Share

Siapa aku?

Author: Parikesit70
last update Last Updated: 2024-12-15 05:19:00

Zara meninggalkan ruang ICU dan berencana untuk bertemu dengan dokter yang menangani kesehatan Indah.

“Dokter, saya ingin besok Indah bisa mendapatkan pemeriksaan MRI. Kalau memungkinkan, biarkan Indah tetap dirawat di ruang ICU seminggu ini? Masalah biaya, saya yang bertanggung jawab.”

 

Mendengar penjelasan dari Zara, Dokter pun menjawab, “Baik, saya dan team akan melakukan pemantauan berkala atas pasien Indah dan tetap akan kami beri waktu satu minggu di ruang ICU.”

 

“Uhm, satu lagi Dokter. Apa bisa saudara saya, tidak menerima kunjungan dari siapa pun, selain saya?” tanya Zara penuh harap.

 

“Mengenai pembatasan orang yang menjenguk pasien, nanti dikoordinasikan saja dengan kepala perawat,” jawab Dokter.

 

Mendengar jawaban dari dokter, Zara undur diri dan langsung mencari kepala perawat.

Setelah duduk di hadapan kepala perawat, Zara meminta padanya agar Indah tidak boleh dijenguk oleh siapa pun, kecuali dirinya.

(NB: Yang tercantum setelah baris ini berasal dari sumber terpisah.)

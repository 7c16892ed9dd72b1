//! Lookback-window dashboard rollups.
//!
//! Pure aggregation over the posts the caller fetched for the window; the
//! snapshot is computed fresh per request and never persisted. All tunables
//! are policy constants.

use std::collections::BTreeMap;

use chrono::{DateTime, Duration, TimeZone, Utc};
use serde::{Deserialize, Serialize};

use trendscout_core::policy::{
    CATEGORY_DIVERSITY_CAP, CATEGORY_DIVERSITY_POINTS, ENGAGEMENT_NORM_DIVISOR,
    ENGAGEMENT_TERM_CAP, KEYWORD_COUNT, RECENCY_SPIKE_HOURS, RECENT_DENSITY_CAP,
    RECENT_DENSITY_DIVISOR, TIER_EXPLOSIVE_MIN, TIER_HIGH_MIN, TIER_MODERATE_MIN,
    TIMESERIES_BUCKETS, TREND_DIVERSITY_CAP, TREND_DIVERSITY_POINTS,
};
use trendscout_core::{Platform, Post};

use crate::classify::DEFAULT_CATEGORY;

/// Discrete engagement tier for a category.
#[derive(Debug, Clone, Copy, PartialEq, Eq, Serialize, Deserialize)]
#[serde(rename_all = "lowercase")]
pub enum ViralityTier {
    Explosive,
    High,
    Moderate,
    Low,
}

impl ViralityTier {
    /// Tier for an average engagement score.
    #[must_use]
    pub fn from_average(average: f64) -> Self {
        if average >= TIER_EXPLOSIVE_MIN {
            Self::Explosive
        } else if average >= TIER_HIGH_MIN {
            Self::High
        } else if average >= TIER_MODERATE_MIN {
            Self::Moderate
        } else {
            Self::Low
        }
    }

    #[must_use]
    pub fn as_str(&self) -> &'static str {
        match self {
            Self::Explosive => "explosive",
            Self::High => "high",
            Self::Moderate => "moderate",
            Self::Low => "low",
        }
    }
}

#[derive(Debug, Clone, Serialize, Deserialize)]
pub struct PlatformStat {
    pub platform: Platform,
    pub posts: usize,
    pub total_engagement: u64,
}

#[derive(Debug, Clone, Serialize, Deserialize)]
pub struct CategoryStat {
    pub category: String,
    pub posts: usize,
    pub total_engagement: u64,
    pub average_engagement: f64,
    pub tier: ViralityTier,
}

#[derive(Debug, Clone, Serialize, Deserialize)]
pub struct KeywordStat {
    pub keyword: String,
    pub mentions: usize,
    /// Share of all hashtag mentions in the window, in `[0, 1]`.
    pub relevance: f64,
}

/// One hour-wide bucket of the engagement series.
#[derive(Debug, Clone, Serialize, Deserialize)]
pub struct TimeseriesBucket {
    pub bucket_start: DateTime<Utc>,
    pub posts: usize,
    pub engagement: u64,
}

/// The computed dashboard view.
#[derive(Debug, Clone, Serialize, Deserialize)]
pub struct DashboardSnapshot {
    pub generated_at: DateTime<Utc>,
    pub lookback_hours: i64,
    pub total_posts: usize,
    pub platforms: Vec<PlatformStat>,
    pub categories: Vec<CategoryStat>,
    pub keywords: Vec<KeywordStat>,
    /// Most recent buckets first-to-last in chronological order, zero-filled.
    pub timeseries: Vec<TimeseriesBucket>,
    /// Composite 0-100 score for the whole window.
    pub virality_score: f64,
}

/// Aggregates one window of posts into the dashboard snapshot.
///
/// `trend_count` is the number of trend analyses produced for the same
/// window; it feeds the diversity term of the composite score.
#[must_use]
#[allow(clippy::cast_precision_loss, clippy::cast_possible_truncation, clippy::cast_sign_loss)]
pub fn build_dashboard(
    posts: &[Post],
    trend_count: usize,
    lookback_hours: i64,
    now: DateTime<Utc>,
) -> DashboardSnapshot {
    let mut platform_stats: BTreeMap<Platform, (usize, u64)> = BTreeMap::new();
    let mut category_stats: BTreeMap<String, (usize, u64)> = BTreeMap::new();
    let mut keyword_counts: BTreeMap<String, usize> = BTreeMap::new();
    let mut score_sum = 0u64;
    let mut recent_posts = 0usize;
    let recency_floor = now - Duration::hours(RECENCY_SPIKE_HOURS);

    for post in posts {
        let p = platform_stats.entry(post.platform).or_default();
        p.0 += 1;
        p.1 = p.1.saturating_add(post.engagement_score);

        let category = post
            .category
            .clone()
            .unwrap_or_else(|| DEFAULT_CATEGORY.to_owned());
        let c = category_stats.entry(category).or_default();
        c.0 += 1;
        c.1 = c.1.saturating_add(post.engagement_score);

        for tag in &post.hashtags {
            *keyword_counts.entry(tag.clone()).or_default() += 1;
        }

        score_sum = score_sum.saturating_add(post.engagement_score);
        if post.published_at >= recency_floor {
            recent_posts += 1;
        }
    }

    let platforms: Vec<PlatformStat> = platform_stats
        .into_iter()
        .map(|(platform, (posts, total_engagement))| PlatformStat {
            platform,
            posts,
            total_engagement,
        })
        .collect();

    let mut categories: Vec<CategoryStat> = category_stats
        .into_iter()
        .map(|(category, (posts, total_engagement))| {
            let average_engagement = total_engagement as f64 / posts.max(1) as f64;
            CategoryStat {
                category,
                posts,
                total_engagement,
                average_engagement,
                tier: ViralityTier::from_average(average_engagement),
            }
        })
        .collect();
    categories.sort_by(|a, b| {
        b.total_engagement
            .cmp(&a.total_engagement)
            .then_with(|| a.category.cmp(&b.category))
    });

    let total_mentions: usize = keyword_counts.values().sum();
    let mut keywords: Vec<KeywordStat> = keyword_counts
        .into_iter()
        .map(|(keyword, mentions)| KeywordStat {
            keyword,
            mentions,
            relevance: if total_mentions == 0 {
                0.0
            } else {
                mentions as f64 / total_mentions as f64
            },
        })
        .collect();
    keywords.sort_by(|a, b| {
        b.mentions
            .cmp(&a.mentions)
            .then_with(|| a.keyword.cmp(&b.keyword))
    });
    keywords.truncate(KEYWORD_COUNT);

    let timeseries = hourly_series(posts, now);

    let average_engagement = score_sum as f64 / posts.len().max(1) as f64;
    let engagement_term = (average_engagement / ENGAGEMENT_NORM_DIVISOR).min(ENGAGEMENT_TERM_CAP);
    let trend_term = (trend_count as f64 * TREND_DIVERSITY_POINTS).min(TREND_DIVERSITY_CAP);
    let category_term =
        (categories.len() as f64 * CATEGORY_DIVERSITY_POINTS).min(CATEGORY_DIVERSITY_CAP);
    let density_term = (recent_posts as f64 / RECENT_DENSITY_DIVISOR).min(RECENT_DENSITY_CAP);
    let virality_score = if posts.is_empty() {
        0.0
    } else {
        (engagement_term + trend_term + category_term + density_term).clamp(0.0, 100.0)
    };

    DashboardSnapshot {
        generated_at: now,
        lookback_hours,
        total_posts: posts.len(),
        platforms,
        categories,
        keywords,
        timeseries,
        virality_score,
    }
}

/// Fixed 1-hour buckets ending at the hour containing `now`, zero-filled.
#[allow(clippy::cast_possible_truncation, clippy::cast_sign_loss)]
fn hourly_series(posts: &[Post], now: DateTime<Utc>) -> Vec<TimeseriesBucket> {
    let head_ts = now.timestamp() - now.timestamp().rem_euclid(3600);
    let head = Utc.timestamp_opt(head_ts, 0).single().unwrap_or(now);
    let first = head - Duration::hours(TIMESERIES_BUCKETS as i64 - 1);

    let mut buckets: Vec<TimeseriesBucket> = (0..TIMESERIES_BUCKETS)
        .map(|i| TimeseriesBucket {
            bucket_start: first + Duration::hours(i as i64),
            posts: 0,
            engagement: 0,
        })
        .collect();

    for post in posts {
        let offset = (post.published_at - first).num_hours();
        if offset < 0 {
            continue;
        }
        let Ok(index) = usize::try_from(offset) else {
            continue;
        };
        if let Some(bucket) = buckets.get_mut(index) {
            bucket.posts += 1;
            bucket.engagement = bucket.engagement.saturating_add(post.engagement_score);
        }
    }

    buckets
}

Namun, kepala perawat itu balik bertanya pada Zara. “Maaf Ibu, kalau suaminya yang jenguk gimana? Soalnya kami nggak bisa melarang kalau suami pasien akan melihat atau menanyakan kondisinya. Apa ada hal yang buat suaminya nggak boleh bertemu pasien?"

 

Mendengar pernyataan dan pertanyaan kepala perawat tersebut, Zara akhirnya memberitahukan peristiwa yang terjadi pada Indah, sebelum wanita malang tersebut berada di rumah sakit.

Hal itu membuat kepala perawat itu mengikuti keinginan dan saran dari  Zara.

 

“Nanti saya yang akan hubungi suaminya dan memberitahukan kondisi terakhir Indah agar dia tidak lagi bertanya ke bagian perawat jaga. Terima kasih sudah bantu saya dan Indah,” jawab Zara.

 

Setelah itu, Zara keluar dari ruang kepala perawat.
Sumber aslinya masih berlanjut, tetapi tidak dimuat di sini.